Belas

Sebaik apa pun sistem kekuasaan yang diadopsi suatu bangsa, pelaksanaannya bergantung pada orang-orangnya, apakah terseret oleh tendensi korup atau tidak. Hambok demokrasi tercanggih pun, tak pernah jadi sufficient condition. Tak perlu saya tunjukkan contohnya ya, silakan lihat sendiri keadaan negara yang dianggap sebagai kiblat demokrasi. Tak mengherankan, Guru dari Nazareth tidak punya pretensi sama sekali untuk melawan sistem kolonial yang menimpa bangsanya, seakan-akan dia tak menginginkan kemerdekaan bangsanya. Di sini orang bisa salah paham.

Ini bukan perkara karena dia tak punya angkatan bersenjata. Betul bahwa dia tak punya kelompok bersenjata (meskipun muridnya ada juga dari kaum pemberontak), tetapi bukan itu pokok persoalannya. Pokok revolusi mental tidak terletak pada kemenangan fisik atau kekuasaan material. Dengan demikian, ini juga bukan soal mengusir penjajah belaka. Pokok persoalannya adalah the man behind the gun. Itulah semata yang hendak dikoreksinya lebih dulu sehingga kelak, entah mengusir penjajah atau tidak, entah menjadi bangsa merdeka atau tidak, entah jadi negara demokratis atau tidak, hidup bersama tak lagi didominasi korupsi di sana-sini dan ketidakadilan meratu lela. 

Mungkin Anda masih ingat materi perkuliahan yang menyodorkan adagium: tak ada kawan atau lawan abadi, yang ada ialah kepentingan abadi. Itulah juga yang rupanya hendak disasar Guru dari Nazareth: kepentingan abadi, yang sumbernya memang abadi, yaitu Allah yang berbelas kasih. Maka, kalau teks kemarin dulu bicara soal kesempurnaan, tolok ukurnya ada pada sifat belas kasih Allah ini, sifat yang setiap hari disiarkan di media: Allah yang pengasih lagi penyayang. Kasih sayang-Nya berlaku untuk orang lembut maupun orang bengis, orang sabar maupun orang berangasan, orang kaya maupun miskin, dan seterusnya.

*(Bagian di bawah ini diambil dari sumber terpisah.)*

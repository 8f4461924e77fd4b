//! In-memory host used by the unit tests / 测试用宿主客户端

use parking_lot::Mutex;
use std::sync::atomic::{AtomicBool, AtomicU64, Ordering};

use super::*;

pub(crate) const BASE_TIME: u64 = 1_620_000_000_000;

#[derive(Default)]
pub(crate) struct MockHost {
    msgs: Mutex<Vec<Message>>,
    next_id: AtomicU64,
    failing: AtomicBool,
    destroyed: AtomicBool,
    handler: Mutex<Option<ArrivalHandler>>,
}

impl MockHost {
    pub(crate) fn new() -> Self {
        Self::default()
    }

    /// Every following operation reports a host error
    pub(crate) fn set_failing(&self, failing: bool) {
        self.failing.store(failing, Ordering::SeqCst);
    }

    pub(crate) fn is_destroyed(&self) -> bool {
        self.destroyed.load(Ordering::SeqCst)
    }

    pub(crate) fn stored(&self) -> Vec<Message> {
        self.msgs.lock().clone()
    }

    /// Seeds the local store without going through any host operation
    pub(crate) fn seed(&self, msgs: impl IntoIterator<Item = Message>) {
        self.msgs.lock().extend(msgs);
    }

    /// Fires an ambient arrival as the network layer would
    pub(crate) fn emit(&self, event: ArrivalEvent) {
        for msg in event.messages() {
            self.msgs.lock().push(msg.clone());
        }
        let handler = self.handler.lock().clone();
        if let Some(handler) = handler {
            handler(&event);
        }
    }

    fn check(&self) -> Result<(), HostError> {
        if self.failing.load(Ordering::SeqCst) {
            return Err(HostError::with_code(500, "mock host failure"));
        }
        Ok(())
    }

    fn create(&self, scene: &str, to: &str, text: String) -> Message {
        let n = self.next_id.fetch_add(1, Ordering::SeqCst) + 1;
        let msg = Message {
            id_client: Some(format!("c{}", n)),
            text: Some(text),
            time: BASE_TIME + n * 1000,
            session_id: format!("{}-{}", scene, to),
        };
        self.msgs.lock().push(msg.clone());
        msg
    }

    fn remove(&self, ids: &[Option<String>]) {
        self.msgs.lock().retain(|m| !ids.contains(&m.id_client));
    }
}

impl HostClient for MockHost {
    fn send_text(&self, req: SendTextRequest, done: Done<Message>) {
        let res = self.check().map(|_| self.create(&req.scene, &req.to, req.text));
        done(res)
    }

    fn send_custom_msg(&self, req: SendCustomMsgRequest, done: Done<Message>) {
        let res = self.check().map(|_| self.create(&req.scene, &req.to, req.content));
        done(res)
    }

    fn save_msgs_to_local(&self, req: SaveMsgsRequest, done: Done<Vec<Message>>) {
        let res = self.check().map(|_| {
            self.msgs.lock().extend(req.msgs.iter().cloned());
            req.msgs
        });
        done(res)
    }

    fn delete_msg(&self, req: DeleteMsgRequest, done: Done<()>) {
        done(self.check().map(|_| self.remove(&[req.msg.id_client])))
    }

    fn delete_local_msg(&self, req: DeleteMsgRequest, done: Done<()>) {
        done(self.check().map(|_| self.remove(&[req.msg.id_client])))
    }

    fn delete_all_local_msgs(&self, done: Done<()>) {
        done(self.check().map(|_| self.msgs.lock().clear()))
    }

    fn delete_msg_self(&self, req: DeleteMsgRequest, done: Done<()>) {
        done(self.check().map(|_| self.remove(&[req.msg.id_client])))
    }

    fn delete_msg_self_batch(&self, req: DeleteMsgBatchRequest, done: Done<()>) {
        let ids: Vec<_> = req.msgs.into_iter().map(|m| m.id_client).collect();
        done(self.check().map(|_| self.remove(&ids)))
    }

    fn get_local_msgs(&self, query: LocalMsgsQuery, done: Done<Vec<Message>>) {
        let res = self.check().map(|_| {
            let mut msgs: Vec<Message> = self
                .msgs
                .lock()
                .iter()
                .filter(|m| query.session_id.as_ref().map_or(true, |s| &m.session_id == s))
                .cloned()
                .collect();
            if query.desc {
                msgs.reverse();
            }
            if let Some(limit) = query.limit {
                msgs.truncate(limit);
            }
            msgs
        });
        done(res)
    }

    fn get_local_msgs_by_id_clients(&self, ids: Vec<String>, done: Done<Vec<Message>>) {
        // store order, not request order
        let res = self.check().map(|_| {
            self.msgs
                .lock()
                .iter()
                .filter(|m| m.id_client.as_ref().is_some_and(|id| ids.contains(id)))
                .cloned()
                .collect()
        });
        done(res)
    }

    fn set_arrival_handler(&self, handler: ArrivalHandler) {
        *self.handler.lock() = Some(handler);
    }

    fn destroy(&self) {
        self.destroyed.store(true, Ordering::SeqCst);
    }
}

Andai saja semua orang beragama mewarisi sifat Allah itu, niscaya dunia ini sudah jadi surga, yang orang-orangnya menabur kerahiman Allah tanpa pandang apa yang telah mereka dapat dari dunia ini. Yang kiranya jauh lebih populer adalah kebaikan sebagai ungkapan gratifikasi atau instrumen untuk hal yang didambakan bagi dirinya sendiri. Demikianlah cinta bersyarat, yang menodai belas kasih sayang Allah, yang mencoreng kebaikan atau kesejahteraan bersama.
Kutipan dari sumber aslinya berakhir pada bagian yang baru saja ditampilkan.